From an early age, Moore understood the link between football and education. When he posted straight A's in seventh grade, he won an award from the Snoop League and received a laptop computer from Snoop Dogg, which Moore keeps to this day. At Verbum Dei High School, an all-male Catholic school just west of the L.A. neighborhood of Watts, Moore became an all-conference quarterback and made the honor roll every semester.
Moore applied to 25 colleges and was accepted by 19. (The six nos all came from Ivy League schools, Taylor Moore says.) He picked Marist College, along the Hudson River in Poughkeepsie, New York, which provided a strong financial aid package and a chance to play in the FCS. Moore didn't hesitate to move across the country. He loved seeing snow and bonded with his teammates.

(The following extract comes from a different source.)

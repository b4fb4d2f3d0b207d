//! Dataset readers.

pub mod euroc;

pub use euroc::{EurocDataset, GroundTruthEntry, ImageEntry, ImuEntry, ReplayItem};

While at Marist, an email arrived. Moore had qualified to apply for a Fulbright Scholarship. He called his mother.
"She said, 'Coming where we come from, that's not something you dare dream for your kids, to even apply for that,'" Moore said. "You don't have any of those conversations. She cried from the mere fact that I was applying."
He was accepted to the program and flew to England to study the trans-Atlantic slave trade at the University of Bristol. He took part in an archaeological dig and met members of the British Parliament. Moore returned to Marist feeling like a changed man.
A new challenge would test his resolve. He had expected big things on the field in 2014 but sustained a back injury while throwing before the first game. He appeared in only two contests, and a doctor thought he needed surgery. Moore decided to transfer but wanted to finish the year at Marist. He also needed money, so he began doing custodial work. His year began in football pads with a realistic goal to start at quarterback. It ended in a hoodie, mopping floors and cleaning up vomit from partiers. "A really humbling experience," he said.
Yet again Moore pushed back, this time even harder. He had always made lists of goals and motivations. At Marist, he wrote two lofty goals on the ceiling of his dorm room: Harvard PhD and D-1 athlete.
He put together a workout tape and sent it around. TCU showed interest, and Moore decided to become a Horned Frog. Harvard would have to wait, although he did spend most of the summer at Princeton, participating in a public policy/international affairs institute that included classes with titles such as advanced microeconomics infused with Calculus 3.
"He was a big fish in a small pond," Chase Moore said of his brother. "He needed to expand the pond."
A story that resonates with kids and parents
Jacinto Ramos' class on juvenile delinquency urges TCU students to understand and assess youths who live in challenging environments and ultimately become mentors to them. When Moore turned in his first paper, Ramos knew he had a student who had a unique understanding of the subject matter.
Moore kept to himself for most of the semester, but a classmate Googled him and learned about his background. Asked to share his story, Moore "blew everybody away," Ramos said. "It was a very, very powerful evening."
At the end of the semester, Moore told Ramos about a student group he had started called TCU SPARK -- Strong Players Are Reaching Kids. Moore wanted to use his platform to help children and elicited help from teammates Aaron Curry and Michael Carroll. They spent several long nights picking a name and writing the constitution and requirements to become an official campus organization. Their membership has grown to about 20 TCU athletes, both male and female, including football players such as starting quarterback Kenny Hill.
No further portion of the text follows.